**TO DO**:
Tally up the lines below that carry the word "InvalidOption", answering with the figure alone.

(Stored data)
----------
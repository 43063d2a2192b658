use leon::{ParseError, RenderError};
use thiserror::Error;

pub type Result<T> = std::result::Result<T, Error>;

#[derive(Error, Debug)]
pub enum Error {
    #[error("Invalid selection: {}", .0)]
    InvalidSelection(String),

    #[error("Invalid value `{}` for option `--{}`", .value, .option)]
    InvalidOption { option: String, value: String },

    #[error("Service not found: `{}`", .0)]
    NotFound(String),

    #[error("Content API failure: {}", .0)]
    Delegation(String),

    #[error("Error {} {} file at `{}`: {}", .action, .file_description, .path, .original)]
    Yaml {
        action: String,
        file_description: String,
        path: String,
        original: serde_yaml::Error,
    },

    #[error("IO error with {} file at path `{}`: {}", .file_description, .path, .original)]
    Io {
        file_description: String,
        path: String,
        original: std::io::Error,
    },

    #[error("Error dumping value to YAML: {}", .0)]
    Dump(serde_yaml::Error),

    #[error("Error parsing message template: {}", .0)]
    Parse(#[from] ParseError),

    #[error("Error rendering message template: {}", .0)]
    Render(#[from] RenderError),

    #[error("Misc error: {}", .0)]
    Misc(String),

    #[error("STDIO error: {}", .0)]
    Stdio(#[from] std::io::Error),

    #[error("Invalid ID: ID may not be empty")]
    EmptyId,

    #[error("Invalid ID `{}`: ID may not contain spaces", .0)]
    IdWithSpace(String),

    #[error("Found a non-unique service ID: `{}`", .0)]
    NonUniqueServiceId(String),
}

impl Error {
    pub fn invalid_option(option: &str, value: &str) -> Self {
        Self::InvalidOption {
            option: option.to_string(),
            value: value.to_string(),
        }
    }

    pub fn yaml_error(
        action: String,
        file_description: String,
        path: String,
        original: serde_yaml::Error,
    ) -> Self {
        Self::Yaml {
            action,
            file_description,
            path,
            original,
        }
    }

    pub fn io_error(file_description: String, path: String, original: std::io::Error) -> Self {
        Self::Io {
            file_description,
            path,
            original,
        }
    }

    /// Wraps any error raised by a content API so it reaches the caller as a
    /// single delegation failure carrying the collaborator's message.
    #[must_use]
    pub fn into_delegation(self) -> Self {
        match self {
            Self::Delegation(message) => Self::Delegation(message),
            other => Self::Delegation(other.to_string()),
        }
    }
}

#[cfg(test)]
mod tests {
    use super::*;

    #[test]
    fn test_into_delegation_keeps_message() {
        let error = Error::Delegation("database offline".to_string()).into_delegation();
        assert_eq!(error.to_string(), "Content API failure: database offline");
    }

    #[test]
    fn test_into_delegation_wraps_other_errors() {
        let error = Error::io_error(
            "content store".to_string(),
            "/tmp/content.yml".to_string(),
            std::io::Error::new(std::io::ErrorKind::PermissionDenied, "denied"),
        )
        .into_delegation();

        match error {
            Error::Delegation(message) => {
                assert!(message.contains("content store"));
                assert!(message.contains("denied"));
            }
            _ => panic!("Expected Delegation error"),
        }
    }

    #[test]
    fn test_invalid_option_display() {
        let error = Error::invalid_option("limit", "ten");
        assert_eq!(error.to_string(), "Invalid value `ten` for option `--limit`");
    }
}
----------
**ANSWER TO THIS TASK**:
2